Mensah played his first years of youth football for Søndermarkens IK in his hometown Viborg. When he was 15 he signed with Viborg FF after being part of talent project FK Viborg.

In 2008, he trained regularly with the Danish Superliga squad for Viborg FF, and on 2 May 2009, at 17 years of age, he scored his first goal for the team, in a 2-0 win over Thisted FC in the Danish second tier. The day before his 18th birthday, he was permanently promoted to the first team. He had previously been on trial at Premier League clubs Arsenal and Newcastle United for several laps despite his young age.

On 30 June 2011, his contract with Viborg FF expired, and a few days before he went on a trial with FC Nordsjælland without this materialising in a contract offer. Therefore, Mensah returned to Viborg FF to keep his physical shape straight together with former teammates. When he still had not received any offers from clubs at the beginning of the next season, he started playing as an amateur for Viborg FF. In August 2011, the club offered him a new professional contract, which meant that he signed a two-year deal with the Viborg FF in October 2011.

After Viborg FF reached promotion to the Superliga in 2013, Mensah signed another two-year contract extension keeping him in his hometown club until 30 June 2015.

===Esbjerg fB===
On 2 February 2015 Esbjerg fB signed Mensah. Originally, he would transfer to Esbjerg in the summer of 2015. However, Viborg and Esbjerg reached an agreement on a transfer on the last day of the January transfer window, as Viborg had found a replacement for him in the meantime.

On 2 March 2015, Mensah made his debut for Esbjerg in a Danish Superliga match against AaB, coming in as a 72nd-minute substitute for Mohammed Fellah.

===Brøndby===
On 23 January 2017, Brøndby confirmed that they had reached an agreement with Esbjerg for the transfer of Mensah. He signed a three-and-a-half-year contract with the club. Due to a groin injury, he made his debut months later on 10 April 2017, coming off the bench for Kamil Wilczek in the 74th minute during a 1–0 loss to Copenhagen in a derby at Brøndby Stadium. He scored his first goal for the club on 7 May in a 4–2 away loss to Midtjylland.

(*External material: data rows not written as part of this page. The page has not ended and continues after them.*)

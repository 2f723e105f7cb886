//! Journal entry store operations: create, edit, post, delete, and queries.

use std::collections::{HashMap, HashSet};
use std::sync::Arc;
use std::time::Duration;

use chrono::Utc;
use tally_core::accounts::Account;
use tally_core::ledger::validation::validate_journal_number;
use tally_core::ledger::{
    JournalEntry, JournalEntryDetail, JournalFilter, JournalHeaderPatch, JournalLine,
    JournalLineDetail, JournalLineInput, JournalStatus, JournalSummary, LedgerError, LedgerService,
    NewJournalEntry, validate_line_set,
};
use tally_shared::TenantContext;
use tally_shared::config::LedgerConfig;
use tally_shared::types::{AccountId, JournalEntryId, PageRequest, PageResponse, TenantId};
use tracing::{debug, instrument};
use uuid::Uuid;

use crate::activity::{ActivityAction, ActivityDiff, ActivityEntity, ActivityRecord, ActivitySink};
use crate::deadline::within;
use crate::store::{AccountRegistry, JournalStore, StoreError, UQ_JOURNAL_NUMBER};

pub(crate) fn store_failure(err: StoreError) -> LedgerError {
    LedgerError::Store(err.to_string())
}

/// Journal entry operations over a [`JournalStore`].
#[derive(Clone)]
pub struct JournalService {
    store: Arc<dyn JournalStore>,
    accounts: Arc<dyn AccountRegistry>,
    activity: Arc<dyn ActivitySink>,
    config: LedgerConfig,
}
//! Shared types, errors, and configuration for Tally.
//!
//! This crate provides common types used across all other crates:
//! - Typed IDs for type-safe entity references
//! - Pagination types for list operations
//! - The explicit tenant/actor context
//! - Application-wide error taxonomy
//! - Configuration management and tracing setup

pub mod config;
pub mod context;
pub mod error;
pub mod telemetry;
pub mod types;

pub use config::AppConfig;
pub use context::TenantContext;
pub use error::{AppError, AppResult, ErrorKind};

In the final match of the 2017–18 season, Mensah tore his anterior cruciate ligament, requiring knee surgery that sidelined him for seven to nine months.

After making his return in February 2019, and following the departure of right-back Johan Larsson to Guingamp, Brøndby head coach Alexander Zorniger opted to move Mensah to right back to accommodate the shortage of backs in the squad, which meant that he would serve as the backup to Jens Martin Gammelby. Due to Anthony Jung's poor form at left back, Mensah was utilised in this position too in the 2018–19 season with great success.

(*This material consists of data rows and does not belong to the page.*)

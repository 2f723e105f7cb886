//! Aging report and outstanding-balance summary over AR invoices.

use chrono::{Days, NaiveDate};
use rust_decimal::Decimal;
use serde::{Deserialize, Serialize};

use super::types::Invoice;

/// Window used for "due soon" in the invoice summary.
pub const DUE_SOON_DAYS: u64 = 30;

/// Aging band by days past due.
#[derive(Debug, Clone, Copy, PartialEq, Eq, Hash, Serialize, Deserialize)]
#[serde(rename_all = "snake_case")]
pub enum AgingBand {
    /// Not yet past due.
    Current,
    /// 1 to 30 days past due.
    Days1To30,
    /// 31 to 60 days past due.
    Days31To60,
    /// 61 to 90 days past due.
    Days61To90,
    /// More than 90 days past due.
    Over90,
}

impl AgingBand {
    /// All bands, youngest first.
    pub const ALL: [Self; 5] = [
        Self::Current,
        Self::Days1To30,
        Self::Days31To60,
        Self::Days61To90,
        Self::Over90,
    ];

    /// Classifies a days-past-due figure.
    #[must_use]
    pub const fn for_days_past_due(days: i64) -> Self {
        match days {
            i64::MIN..=0 => Self::Current,
            1..=30 => Self::Days1To30,
            31..=60 => Self::Days31To60,
            61..=90 => Self::Days61To90,
            _ => Self::Over90,
        }
    }

    /// Display label.
    #[must_use]
    pub const fn label(self) -> &'static str {
        match self {
            Self::Current => "current",
            Self::Days1To30 => "1-30",
            Self::Days31To60 => "31-60",
            Self::Days61To90 => "61-90",
            Self::Over90 => "90+",
        }
    }
}

impl std::fmt::Display for AgingBand {
    fn fmt(&self, f: &mut std::fmt::Formatter<'_>) -> std::fmt::Result {
        f.write_str(self.label())
    }
}

/// Totals for one aging band.
#[derive(Debug, Clone, Copy, PartialEq, Eq, Serialize, Deserialize)]
pub struct AgingBucket {
    /// The band.
    pub band: AgingBand,
    /// Sum of outstanding balances.
    pub amount: Decimal,
    /// Number of invoices.
    pub invoice_count: usize,
}

/// Outstanding balances bucketed by days past due.
#[derive(Debug, Clone, PartialEq, Eq, Serialize, Deserialize)]
pub struct AgingReport {
    /// Evaluation date.
    pub as_of: NaiveDate,
    /// One bucket per band, youngest first.
    pub buckets: Vec<AgingBucket>,
    /// Sum across all buckets.
    pub total: Decimal,
}

impl AgingReport {
    /// Builds the report over the open and partial invoices in `invoices`.
    #[must_use]
    pub fn build<'a, I>(invoices: I, as_of: NaiveDate) -> Self
    where
        I: IntoIterator<Item = &'a Invoice>,
    {
        let mut buckets = AgingBand::ALL.map(|band| AgingBucket {
            band,
            amount: Decimal::ZERO,
            invoice_count: 0,
        });

        for invoice in invoices.into_iter().filter(|i| i.status.is_outstanding()) {
            let band = AgingBand::for_days_past_due(invoice.days_past_due(as_of));
            if let Some(bucket) = buckets.iter_mut().find(|b| b.band == band) {
                bucket.amount += invoice.balance_due;
                bucket.invoice_count += 1;
            }
        }

        let total = buckets.iter().map(|b| b.amount).sum();
        Self {
            as_of,
            buckets: buckets.to_vec(),
            total,
        }
    }

    /// Returns the bucket for a band.
    #[must_use]
    pub fn bucket(&self, band: AgingBand) -> Option<&AgingBucket> {
        self.buckets.iter().find(|b| b.band == band)
    }
}

/// Aggregates over outstanding invoices for the invoice list.
#[derive(Debug, Clone, Copy, PartialEq, Eq, Default, Serialize, Deserialize)]
pub struct InvoiceSummary {
    /// Sum of balances due.
    pub total_open: Decimal,
    /// Sum of balances due past their due date.
    pub total_overdue: Decimal,
    /// Sum of balances due from today through the next 30 days.
    pub due_next_30_days: Decimal,
    /// Number of outstanding invoices.
    pub open_count: usize,
    /// Number of overdue invoices.
    pub overdue_count: usize,
}

impl InvoiceSummary {
    /// Builds the summary over the open and partial invoices in `invoices`.
    #[must_use]
    pub fn build<'a, I>(invoices: I, today: NaiveDate) -> Self
    where
        I: IntoIterator<Item = &'a Invoice>,
    {
        let horizon = today
            .checked_add_days(Days::new(DUE_SOON_DAYS))
            .unwrap_or(NaiveDate::MAX);

        invoices
            .into_iter()
            .filter(|i| i.status.is_outstanding())
            .fold(Self::default(), |mut acc, invoice| {
                acc.total_open += invoice.balance_due;
                acc.open_count += 1;
                if invoice.is_overdue(today) {
                    acc.total_overdue += invoice.balance_due;
                    acc.overdue_count += 1;
                } else if invoice.due_date <= horizon {
                    acc.due_next_30_days += invoice.balance_due;
                }
                acc
            })
    }
}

In July 2019, he was appointed new vice-captain of the club.

On 6 March 2022, Mensah tore his anterior cruciate ligament once again in a league match against Silkeborg, and was expected to be sidelined for a year.

After Andreas Maxsø's departure in January 2023, Mensah was appointed Brøndby's captain by new head coach Jesper Sørensen. He made his comeback on 10 April 2023, 13 months after suffering the knee injury, replacing Blas Riveros in the 64th minute of a 2–1 loss to Nordsjælland. In June 2023, Mensah extended his contract with Brøndby until 31 December 2024.

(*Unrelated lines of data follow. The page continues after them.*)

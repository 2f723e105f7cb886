//! Accounts-receivable domain types: invoices, payments, and list filters.

use chrono::{DateTime, NaiveDate, Utc};
use rust_decimal::Decimal;
use serde::{Deserialize, Serialize};
use tally_shared::types::{CustomerId, InvoiceId, PaymentId, TenantId, UserId};

/// Invoice status.
///
/// `open`, `partial` and `paid` are derived from the amounts; `void` is an
/// explicit terminal override.
#[derive(Debug, Clone, Copy, PartialEq, Eq, Hash, Serialize, Deserialize)]
#[serde(rename_all = "lowercase")]
pub enum InvoiceStatus {
    /// Nothing paid yet.
    Open,
    /// Partially paid.
    Partial,
    /// Fully settled.
    Paid,
    /// Cancelled before any payment.
    Void,
}

impl InvoiceStatus {
    /// Returns the lowercase storage name.
    #[must_use]
    pub const fn as_str(self) -> &'static str {
        match self {
            Self::Open => "open",
            Self::Partial => "partial",
            Self::Paid => "paid",
            Self::Void => "void",
        }
    }

    /// Returns true if the invoice still has a balance to collect.
    #[must_use]
    pub const fn is_outstanding(self) -> bool {
        matches!(self, Self::Open | Self::Partial)
    }
}

impl std::fmt::Display for InvoiceStatus {
    fn fmt(&self, f: &mut std::fmt::Formatter<'_>) -> std::fmt::Result {
        f.write_str(self.as_str())
    }
}

impl std::str::FromStr for InvoiceStatus {
    type Err = String;

    fn from_str(s: &str) -> Result<Self, Self::Err> {
        match s {
            "open" => Ok(Self::Open),
            "partial" => Ok(Self::Partial),
            "paid" => Ok(Self::Paid),
            "void" => Ok(Self::Void),
            _ => Err(format!("Unknown invoice status: {s}")),
        }
    }
}

/// How a payment was made.
#[derive(Debug, Clone, Copy, PartialEq, Eq, Hash, Serialize, Deserialize)]
#[serde(rename_all = "snake_case")]
pub enum PaymentMethod {
    /// Cash.
    Cash,
    /// Paper check.
    Check,
    /// Bank transfer.
    BankTransfer,
    /// Card payment.
    Card,
    /// Anything else.
    Other,
}

impl PaymentMethod {
    /// Returns the snake_case storage name.
    #[must_use]
    pub const fn as_str(self) -> &'static str {
        match self {
            Self::Cash => "cash",
            Self::Check => "check",
            Self::BankTransfer => "bank_transfer",
            Self::Card => "card",
            Self::Other => "other",
        }
    }
}

impl std::fmt::Display for PaymentMethod {
    fn fmt(&self, f: &mut std::fmt::Formatter<'_>) -> std::fmt::Result {
        f.write_str(self.as_str())
    }
}

impl std::str::FromStr for PaymentMethod {
    type Err = String;

    fn from_str(s: &str) -> Result<Self, Self::Err> {
        match s {
            "cash" => Ok(Self::Cash),
            "check" => Ok(Self::Check),
            "bank_transfer" => Ok(Self::BankTransfer),
            "card" => Ok(Self::Card),
            "other" => Ok(Self::Other),
            _ => Err(format!("Unknown payment method: {s}")),
        }
    }
}

/// An AR invoice.
#[derive(Debug, Clone, PartialEq, Eq, Serialize, Deserialize)]
pub struct Invoice {
    /// Unique identifier.
    pub id: InvoiceId,
    /// Owning tenant.
    pub tenant_id: TenantId,
    /// Invoice number, unique per tenant.
    pub invoice_number: String,
    /// Billed customer.
    pub customer_id: CustomerId,
    /// Issue date.
    pub date_issued: NaiveDate,
    /// Due date, never before the issue date.
    pub due_date: NaiveDate,
    /// Invoiced amount, strictly positive.
    pub amount_total: Decimal,
    /// Sum of applied payments.
    pub amount_paid: Decimal,
    /// `amount_total - amount_paid`.
    pub balance_due: Decimal,
    /// Current status.
    pub status: InvoiceStatus,
    /// Optional memo.
    pub memo: Option<String>,
    /// User who created the invoice.
    pub created_by: UserId,
    /// When the invoice was created.
    pub created_at: DateTime<Utc>,
    /// When the invoice was last updated.
    pub updated_at: DateTime<Utc>,
    /// Optimistic-concurrency counter.
    pub version: i64,
}

impl Invoice {
    /// Days past due as of `as_of`; zero or negative when not yet due.
    #[must_use]
    pub fn days_past_due(&self, as_of: NaiveDate) -> i64 {
        (as_of - self.due_date).num_days()
    }

    /// Returns true if the invoice is outstanding and its due date has passed.
    #[must_use]
    pub fn is_overdue(&self, as_of: NaiveDate) -> bool {
        self.status.is_outstanding() && self.due_date < as_of
    }
}

/// An applied payment. Append-only.
#[derive(Debug, Clone, PartialEq, Eq, Serialize, Deserialize)]
pub struct Payment {
    /// Unique identifier.
    pub id: PaymentId,
    /// Owning tenant.
    pub tenant_id: TenantId,
    /// Settled invoice.
    pub invoice_id: InvoiceId,
    /// Paying customer (copied from the invoice).
    pub customer_id: CustomerId,
    /// Date the payment was received.
    pub payment_date: NaiveDate,
    /// Amount, strictly positive.
    pub amount: Decimal,
    /// Payment method.
    pub method: PaymentMethod,
    /// External reference such as a check number.
    pub reference: Option<String>,
    /// Free-form notes.
    pub notes: Option<String>,
    /// User who recorded the payment.
    pub created_by: UserId,
    /// When the payment was recorded.
    pub created_at: DateTime<Utc>,
}

/// Input for creating an invoice.
#[derive(Debug, Clone, PartialEq, Eq)]
pub struct NewInvoice {
    /// Invoice number, unique per tenant.
    pub invoice_number: String,
    /// Billed customer.
    pub customer_id: CustomerId,
    /// Issue date.
    pub date_issued: NaiveDate,
    /// Due date.
    pub due_date: NaiveDate,
    /// Invoiced amount.
    pub amount_total: Decimal,
    /// Optional memo.
    pub memo: Option<String>,
}

/// Input for applying a payment to an invoice.
#[derive(Debug, Clone, PartialEq, Eq)]
pub struct NewPayment {
    /// Amount to apply.
    pub amount: Decimal,
    /// Date the payment was received.
    pub payment_date: NaiveDate,
    /// Payment method.
    pub method: PaymentMethod,
    /// External reference.
    pub reference: Option<String>,
    /// Free-form notes.
    pub notes: Option<String>,
    /// Whether to post a cash-receipt journal entry. `None` uses the configured default.
    pub post_journal_entry: Option<bool>,
}

impl NewPayment {
    /// Creates a payment input with no reference or notes.
    #[must_use]
    pub const fn new(amount: Decimal, payment_date: NaiveDate, method: PaymentMethod) -> Self {
        Self {
            amount,
            payment_date,
            method,
            reference: None,
            notes: None,
            post_journal_entry: None,
        }
    }

    /// Sets the external reference.
    #[must_use]
    pub fn with_reference(mut self, reference: impl Into<String>) -> Self {
        self.reference = Some(reference.into());
        self
    }

    /// Requests (or suppresses) the cash-receipt journal entry.
    #[must_use]
    pub const fn posting(mut self, post: bool) -> Self {
        self.post_journal_entry = Some(post);
        self
    }
}

/// Filters for listing invoices.
#[derive(Debug, Clone, Default, PartialEq, Eq)]
pub struct InvoiceFilter {
    /// Case-insensitive substring of `invoice_number` or `memo`.
    pub search: Option<String>,
    /// Filter by status.
    pub status: Option<InvoiceStatus>,
    /// Filter by customer.
    pub customer_id: Option<CustomerId>,
    /// Issue date range start (inclusive).
    pub date_from: Option<NaiveDate>,
    /// Issue date range end (inclusive).
    pub date_to: Option<NaiveDate>,
}

impl InvoiceFilter {
    /// Returns true if `invoice` passes every filter.
    #[must_use]
    pub fn matches(&self, invoice: &Invoice) -> bool {
        self.status.is_none_or(|status| invoice.status == status)
            && self.matches_ignoring_status(invoice)
    }

    /// Returns true if `invoice` passes every filter except `status`.
    ///
    /// Used for summaries, which always aggregate over outstanding invoices.
    #[must_use]
    pub fn matches_ignoring_status(&self, invoice: &Invoice) -> bool {
        if self
            .customer_id
            .is_some_and(|customer| invoice.customer_id != customer)
        {
            return false;
        }
        if self.date_from.is_some_and(|from| invoice.date_issued < from) {
            return false;
        }
        if self.date_to.is_some_and(|to| invoice.date_issued > to) {
            return false;
        }
        match self.search.as_deref().map(str::trim) {
            Some(needle) if !needle.is_empty() => {
                let needle = needle.to_lowercase();
                invoice.invoice_number.to_lowercase().contains(&needle)
                    || invoice
                        .memo
                        .as_deref()
                        .is_some_and(|memo| memo.to_lowercase().contains(&needle))
            }
            _ => true,
        }
    }
}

On 10 December 2024, Brøndby announced that Mensah's contract would not be renewed, confirming his departure upon its expiration on 31 December. In July 2025, his retirement was confirmed as he accepted a coaching position with Brøndby.

==Coaching career==
Mensah's playing contract with Brøndby expired in December 2024, and he spent six months without a new club. On 4 July 2025, he announced his retirement as a player and was appointed to the Brøndby coaching staff under head coach Frederik Birk, with responsibility for individual player development in the first-team squad. Football director Benjamin Schmedes cited Mensah's leadership qualities and knowledge of the club's culture as reasons for the appointment, describing him as a kulturbærer (culture bearer) of Brøndby. Mensah described the move as a natural step that allowed him to remain at the club in a different capacity.

==Personal life==
His brother Jeff Mensah, also a professional footballer, retired in 2022. Kevin Mensah holds both Ghanaian and Danish passports.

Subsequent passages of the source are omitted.